He shrugged. “I do all right.”

I took the cards and shuffled them. We had played Five Hundred all afternoon. “Do you want to play a different game?”

“Let's play I Wish,” said Mattie. “I'll start.” She chewed on her lip. “I wish I had a doll made of china, like Sarah Martin.” She patted Mulie's bedraggled yarn hair. “So Mulie would have a friend.”

“I wish for cinnamon rolls every day,” Chase said. He laughed.

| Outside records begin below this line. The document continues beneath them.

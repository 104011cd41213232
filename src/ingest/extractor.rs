//! Field extraction and state classification.
//!
//! A logical record is a `|`-separated list of fields with a fixed layout:
//!
//! | index | field      |
//! |-------|------------|
//! | 0     | timestamp  |
//! | 4     | state      |
//! | 5     | box (caja) |
//! | 6     | module     |
//! | 7     | flow       |
//! | 8..   | message    |
//!
//! Fields 1-3 carry nothing the reports use. The message may itself contain
//! the delimiter, so everything from index 8 on is joined back together.

use serde::{Deserialize, Serialize};

use super::reassembler::LogicalRecord;

/// Field separator within a logical record.
pub const DELIMITER: char = '|';

const DELIMITER_STR: &str = "|";

/// State code of error records.
pub const STATE_ERROR: &str = "ERR";

/// State code of warning records.
pub const STATE_WARNING: &str = "WRN";

const TIMESTAMP: usize = 0;
const STATE: usize = 4;
const BOX: usize = 5;
const MODULE: usize = 6;
const FLOW: usize = 7;
const MESSAGE: usize = 8;

/// Records with this many fields or fewer carry no usable state.
const MIN_FIELDS_EXCLUSIVE: usize = 5;

/// Records with this many fields or fewer are left out of per-box counts.
const BOX_MIN_FIELDS_EXCLUSIVE: usize = 6;

/// Records with this many fields or fewer are left out of error locations.
const LOCATION_MIN_FIELDS_EXCLUSIVE: usize = 8;

/// A record split on [`DELIMITER`] with every field trimmed.
#[derive(Debug, Clone, PartialEq, Eq)]
pub struct FieldSet<'a> {
    fields: Vec<&'a str>,
}

impl<'a> FieldSet<'a> {
    pub fn parse(text: &'a str) -> Self {
        Self {
            fields: text.split(DELIMITER).map(str::trim).collect(),
        }
    }

    pub fn len(&self) -> usize {
        self.fields.len()
    }

    /// Always false: splitting yields at least one (possibly empty) field.
    pub fn is_empty(&self) -> bool {
        self.fields.is_empty()
    }

    pub fn get(&self, index: usize) -> Option<&'a str> {
        self.fields.get(index).copied()
    }

    /// True when the record is long enough to carry a state code.
    pub fn has_state(&self) -> bool {
        self.fields.len() > MIN_FIELDS_EXCLUSIVE
    }

    pub fn timestamp(&self) -> &'a str {
        self.field_or_empty(TIMESTAMP)
    }

    pub fn state(&self) -> Option<&'a str> {
        if self.has_state() {
            self.get(STATE)
        } else {
            None
        }
    }

    pub fn box_id(&self) -> &'a str {
        self.field_or_empty(BOX)
    }

    pub fn module(&self) -> &'a str {
        self.field_or_empty(MODULE)
    }

    pub fn flow(&self) -> &'a str {
        self.field_or_empty(FLOW)
    }

    /// Message fields rejoined with the delimiter, or empty when absent.
    pub fn message(&self) -> String {
        match self.fields.get(MESSAGE..) {
            Some(rest) => rest.join(DELIMITER_STR),
            None => String::new(),
        }
    }

    fn field_or_empty(&self, index: usize) -> &'a str {
        self.get(index).unwrap_or("")
    }
}

/// The structured row kept for records whose state is of interest.
#[derive(Debug, Clone, PartialEq, Eq, Serialize, Deserialize)]
pub struct ExtractedRecord {
    pub timestamp: String,
    pub state: String,
    #[serde(rename = "box")]
    pub box_id: String,
    pub module: String,
    pub flow: String,
    pub message: String,
    /// Fields in the source record, before padding.
    #[serde(skip)]
    pub field_count: usize,
}

impl ExtractedRecord {
    fn from_fields(fields: &FieldSet<'_>, state: &str) -> Self {
        Self {
            timestamp: fields.timestamp().to_string(),
            state: state.to_string(),
            box_id: fields.box_id().to_string(),
            module: fields.module().to_string(),
            flow: fields.flow().to_string(),
            message: fields.message(),
            field_count: fields.len(),
        }
    }

    /// True when the source record is long enough to count toward its box.
    pub fn has_box(&self) -> bool {
        self.field_count > BOX_MIN_FIELDS_EXCLUSIVE
    }

    /// True when the source record carried box, module, flow and a message.
    pub fn has_location(&self) -> bool {
        self.field_count > LOCATION_MIN_FIELDS_EXCLUSIVE
    }

    /// Parse the timestamp column (`MM/DD/YYYY HH:MM:SS.mmm`).
    ///
    /// Returns `None` for prefixes that only look like timestamps, such as
    /// `13/40/2024 ...`.
    pub fn parsed_timestamp(&self) -> Option<chrono::NaiveDateTime> {
        let prefix = self.timestamp.get(..super::TIMESTAMP_PREFIX_LEN)?;
        chrono::NaiveDateTime::parse_from_str(prefix, "%m/%d/%Y %H:%M:%S%.3f").ok()
    }

    /// Cells in export column order: timestamp, state, box, module, flow, message.
    pub fn columns(&self) -> [&str; 6] {
        [
            self.timestamp.as_str(),
            self.state.as_str(),
            self.box_id.as_str(),
            self.module.as_str(),
            self.flow.as_str(),
            self.message.as_str(),
        ]
    }
}

/// Outcome of classifying one logical record.
#[derive(Debug, Clone, PartialEq, Eq)]
pub enum Classification {
    /// The record carried a state code.
    Classified {
        state: String,
        /// Present only when the state is one the caller asked to capture.
        extracted: Option<ExtractedRecord>,
    },
    /// Too few fields to locate the state.
    Unclassifiable { field_count: usize },
}

impl Classification {
    pub fn state(&self) -> Option<&str> {
        match self {
            Classification::Classified { state, .. } => Some(state.as_str()),
            Classification::Unclassifiable { .. } => None,
        }
    }

    pub fn extracted(&self) -> Option<&ExtractedRecord> {
        match self {
            Classification::Classified { extracted, .. } => extracted.as_ref(),
            Classification::Unclassifiable { .. } => None,
        }
    }
}

/// The set of state codes whose records are captured in full.
///
/// `ERR` is always a member; configured states add to it.
#[derive(Debug, Clone, PartialEq, Eq)]
pub struct StatesOfInterest {
    states: Vec<String>,
}

impl StatesOfInterest {
    pub fn new<I, S>(states: I) -> Self
    where
        I: IntoIterator<Item = S>,
        S: Into<String>,
    {
        let mut unique: Vec<String> = vec![STATE_ERROR.to_string()];
        for state in states {
            let state = state.into().trim().to_string();
            if !state.is_empty() && !unique.contains(&state) {
                unique.push(state);
            }
        }
        Self { states: unique }
    }

    /// Only `ERR` records.
    pub fn errors_only() -> Self {
        Self::new(std::iter::empty::<String>())
    }

    pub fn contains(&self, state: &str) -> bool {
        self.states.iter().any(|s| s == state)
    }

    pub fn as_slice(&self) -> &[String] {
        &self.states
    }
}

impl Default for StatesOfInterest {
    fn default() -> Self {
        Self::new([STATE_ERROR, STATE_WARNING])
    }
}

/// Stateless record classifier.
#[derive(Debug, Clone, Default)]
pub struct Extractor {
    interest: StatesOfInterest,
}

impl Extractor {
    pub fn new(interest: StatesOfInterest) -> Self {
        Self { interest }
    }

    pub fn states_of_interest(&self) -> &StatesOfInterest {
        &self.interest
    }

    pub fn classify(&self, record: &LogicalRecord) -> Classification {
        self.classify_text(record.text())
    }

    pub fn classify_text(&self, text: &str) -> Classification {
        let fields = FieldSet::parse(text);

        let Some(state) = fields.state() else {
            tracing::trace!(field_count = fields.len(), "record has no state field");
            return Classification::Unclassifiable {
                field_count: fields.len(),
            };
        };

        let extracted = self
            .interest
            .contains(state)
            .then(|| ExtractedRecord::from_fields(&fields, state));

        Classification::Classified {
            state: state.to_string(),
            extracted,
        }
    }
}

I leaned back on my lard bucket chair. “Well, I guess I wish it was spring and I could start planting wheat.”

Chase perked up. “First you plant flax, then the wheat. Karl says maybe end of April.”

“That's not a wish,” scolded Mattie. “That's work.”

“You've got me there.” I could imagine what a disappointing wish that would be for a six-year-old, but I had to plant crops. It was part of proving up. Part of my dream of having a place of my own. November was mere months away; the clock was ticking. Here it was the middle of February and I hadn't set one fence post or plowed one foot of dirt. I'd had to content myself with reading about it in that book Miss Simpson gave me.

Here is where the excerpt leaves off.